Daniela Leitner: Ich bin ganz vorne dabei, falls etwas entwickelt wird, ein 3D-Scan oder ähnliches, mit dem man das Analoge ins Digitale holt und dann weiterbearbeitet. Das Analoge mit dem Digitalen zu fälschen ist viel aufwändiger als wenn man es mit den Händen macht. Ich möchte am Puls der Zeit sein, aber in Kombination mit analogem Crafting. Ich möchte die Technik nutzen, um diesen Charme so weit wie möglich zu schaffen…
Sandra Reichl: … und um einfach gute Geschichten zu erzählen. Was ist Charme? Gute Geschichten. Ich glaube, das Diorama erzählt die Geschichte von Sacher mit den Animationen sehr gut. Der Screen alleine hätte die Geschichte nicht so charmant erzählt und auch das Haus alleine nicht. In der Kombination ist es einfach eine schöne Geschichte.
Daniela Leitner arbeitet als freie Art Direktorin, Regisseurin und Illustratorin. Sie kollaboriert mit dem Animationsstudio Salon Alpin und vervollständigt deren Art-Department für animierte und interdisziplinäre handgefertigte Projekte. Daniela schrieb, führte Regie und designte den Animationskurzfilm “Nachsaison”, der seine Premiere im April 2017 feierte. Seither lief er auf renommierten internationalen Filmfestivals und gewann mehrere nationale und internationale Awards.

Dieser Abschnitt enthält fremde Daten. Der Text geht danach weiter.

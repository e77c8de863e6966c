use kube::Client;
use pool_balancer::cloud::{ArmClient, AvailabilitySet};
use pool_balancer::cluster::NodeCache;
use pool_balancer::controller::Controller;
use pool_balancer::{Cloud, Config};
use std::sync::Arc;

#[tokio::main]
async fn main() {
    env_logger::init();

    let config = Arc::new(Config::from_envvar().expect("Loading config failed"));
    let client = Client::try_default().await.expect("Connecting to k8s failed");

    let arm = Arc::new(ArmClient::new(&config));
    let node_cache = Arc::new(NodeCache::new());
    let vm_set = AvailabilitySet::new(
        Arc::clone(&arm),
        config.resource_group.clone(),
        config.primary_availability_set_name.clone(),
        Arc::clone(&node_cache),
    );

    let cloud = Cloud::new(Arc::clone(&config), arm.clone(), arm, Arc::new(vm_set), node_cache)
        .with_kube_client(client.clone());

    let controller = Arc::new(Controller::new(config, client, Arc::new(cloud)));

    controller.seed().await.expect("Seeding controller failed");
    controller.start_watchers().await; // Blocks
}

Sandra Reichl arbeitet zwischen Art Direktion und Design Produktion mit starkem Fokus auf Marken Identität, Branding und dem Entwickeln von visuellen Welten. Nach der HTL für Kommunikationsdesign in Linz absolvierte sie das Studium für Grafik und Werbung an der Universität für angewandte Kunst in Wien unter der Leitung von Professor Walter Lürzer. Anschließend arbeite sie mehrere Jahre bei namhaften österreichischen Werbeagenturen. Seit 2010 selbständig, kehrte Reichl, nach Projekten in Stockholm, Berlin und New York mit zahlreichen nationalen und internationalen Awards zurück nach Wien, um als freie Designerin mit den unterschiedlichsten Kreativ-Teams und Künstlern (WOW CREATIVES) für Agenturen und Marken zu arbeiten.
Das Papercraft Diorama der beiden Designerinnen Daniela Leitner und Sandra Reichl sowie die beiden anderen Projekte von Ars Electronica Solutions für Sacher sind ab sofort im Café Sacher Eck in Wien (Philharmonikerstraße 4) im Innen- und Außenbereich des Gebäudes zu betrachten.